// SPDX-License-Identifier: BUSL-1.1
// Copyright (c) 2026 Alfred Jean LLC

//! Warrants: filed intents to terminate an agent.
//!
//! Records are JSON files under `warrants/`, written atomically via
//! tmp-and-rename. Execution kills the target's session and marks the
//! warrant executed; `executed` never unsets.

use crate::activity::append_event;
use crate::context::TownCtx;
use crate::error::EngineError;
use crate::identity::IdentityResolver;
use gt_adapters::{SessionError, Sessions};
use gt_core::event::ActivityEvent;
use gt_core::warrant::Warrant;
use std::path::Path;

fn write_warrant(path: &Path, warrant: &Warrant) -> Result<(), EngineError> {
    if let Some(parent) = path.parent() {
        std::fs::create_dir_all(parent)?;
    }
    let tmp = path.with_extension("tmp");
    let json = serde_json::to_string_pretty(warrant).map_err(std::io::Error::other)?;
    std::fs::write(&tmp, json)?;
    std::fs::rename(&tmp, path)?;
    Ok(())
}

fn read_warrant(path: &Path) -> Result<Warrant, EngineError> {
    let content = std::fs::read_to_string(path)?;
    Ok(serde_json::from_str(&content).map_err(std::io::Error::other)?)
}

/// File a warrant against a target. Refuses while an unexecuted warrant
/// for the same target exists.
pub fn file_warrant(
    town: &TownCtx,
    target: &str,
    reason: &str,
    filed_by: &str,
) -> Result<Warrant, EngineError> {
    let path = town.paths().warrant_file(target);
    if path.is_file() {
        let existing = read_warrant(&path)?;
        if !existing.executed {
            return Err(EngineError::Conflict(format!(
                "unexecuted warrant against {} already filed by {}",
                target, existing.filed_by
            )));
        }
    }
    let warrant = Warrant::file(target, reason, filed_by);
    write_warrant(&path, &warrant)?;

    let event = ActivityEvent::new(
        ActivityEvent::WARRANT,
        filed_by,
        serde_json::json!({ "target": target, "action": "filed" }),
    );
    if let Err(err) = append_event(town.paths(), &event) {
        tracing::warn!(error = %err, "failed to append warrant event");
    }
    Ok(warrant)
}

/// All warrants; pending ones only unless `all`.
pub fn list_warrants(town: &TownCtx, all: bool) -> Result<Vec<Warrant>, EngineError> {
    let dir = town.paths().warrants_dir();
    if !dir.is_dir() {
        return Ok(Vec::new());
    }
    let mut warrants = Vec::new();
    for entry in std::fs::read_dir(&dir)? {
        let path = entry?.path();
        if !path
            .file_name()
            .and_then(|n| n.to_str())
            .is_some_and(|n| n.ends_with(".warrant.json"))
        {
            continue;
        }
        match read_warrant(&path) {
            Ok(warrant) if all || !warrant.executed => warrants.push(warrant),
            Ok(_) => {}
            Err(err) => {
                tracing::warn!(path = %path.display(), error = %err, "unreadable warrant");
            }
        }
    }
    warrants.sort_by(|a, b| a.filed_at.cmp(&b.filed_at));
    Ok(warrants)
}

/// Execute the warrant against `target`: kill its session (best
/// effort), mark executed. Re-running an already-executed warrant
/// requires `force` and never rewrites the original timestamp.
pub async fn execute_warrant<S: Sessions>(
    town: &TownCtx,
    sessions: &S,
    target: &str,
    force: bool,
) -> Result<Warrant, EngineError> {
    let path = town.paths().warrant_file(target);
    if !path.is_file() {
        return Err(EngineError::NotFound(format!("warrant for {}", target)));
    }
    let mut warrant = read_warrant(&path)?;
    if warrant.executed && !force {
        return Err(EngineError::Conflict(format!(
            "warrant against {} already executed at {}",
            target,
            warrant.executed_at.as_deref().unwrap_or("?")
        )));
    }

    let resolver = IdentityResolver::new(town, sessions);
    let addr = resolver.resolve(target, None).await?;
    let session = addr.session_name(town.name());
    match sessions.kill_session(&session).await {
        Ok(()) => {}
        Err(SessionError::NotFound(_)) | Err(SessionError::NoServer) => {
            // Nothing to kill; the warrant still completes.
        }
        Err(err) => {
            // The kill is best-effort: a multiplexer hiccup must not
            // leave the warrant half-executed forever.
            tracing::warn!(session, error = %err, "kill failed during warrant execution");
        }
    }

    warrant.mark_executed();
    write_warrant(&path, &warrant)?;

    let event = ActivityEvent::new(
        ActivityEvent::WARRANT,
        target,
        serde_json::json!({ "target": target, "action": "executed" }),
    );
    if let Err(err) = append_event(town.paths(), &event) {
        tracing::warn!(error = %err, "failed to append warrant event");
    }
    Ok(warrant)
}

#[cfg(test)]
#[path = "warrant_tests.rs"]
mod tests;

-------

▶ **Problem**
Which lines of the listing contain the word "Result"? Copy each of them.

▶ **Problem solution**
fn write_warrant(path: &Path, warrant: &Warrant) -> Result<(), EngineError> {
fn read_warrant(path: &Path) -> Result<Warrant, EngineError> {
) -> Result<Warrant, EngineError> {
pub fn list_warrants(town: &TownCtx, all: bool) -> Result<Vec<Warrant>, EngineError> {
) -> Result<Warrant, EngineError> {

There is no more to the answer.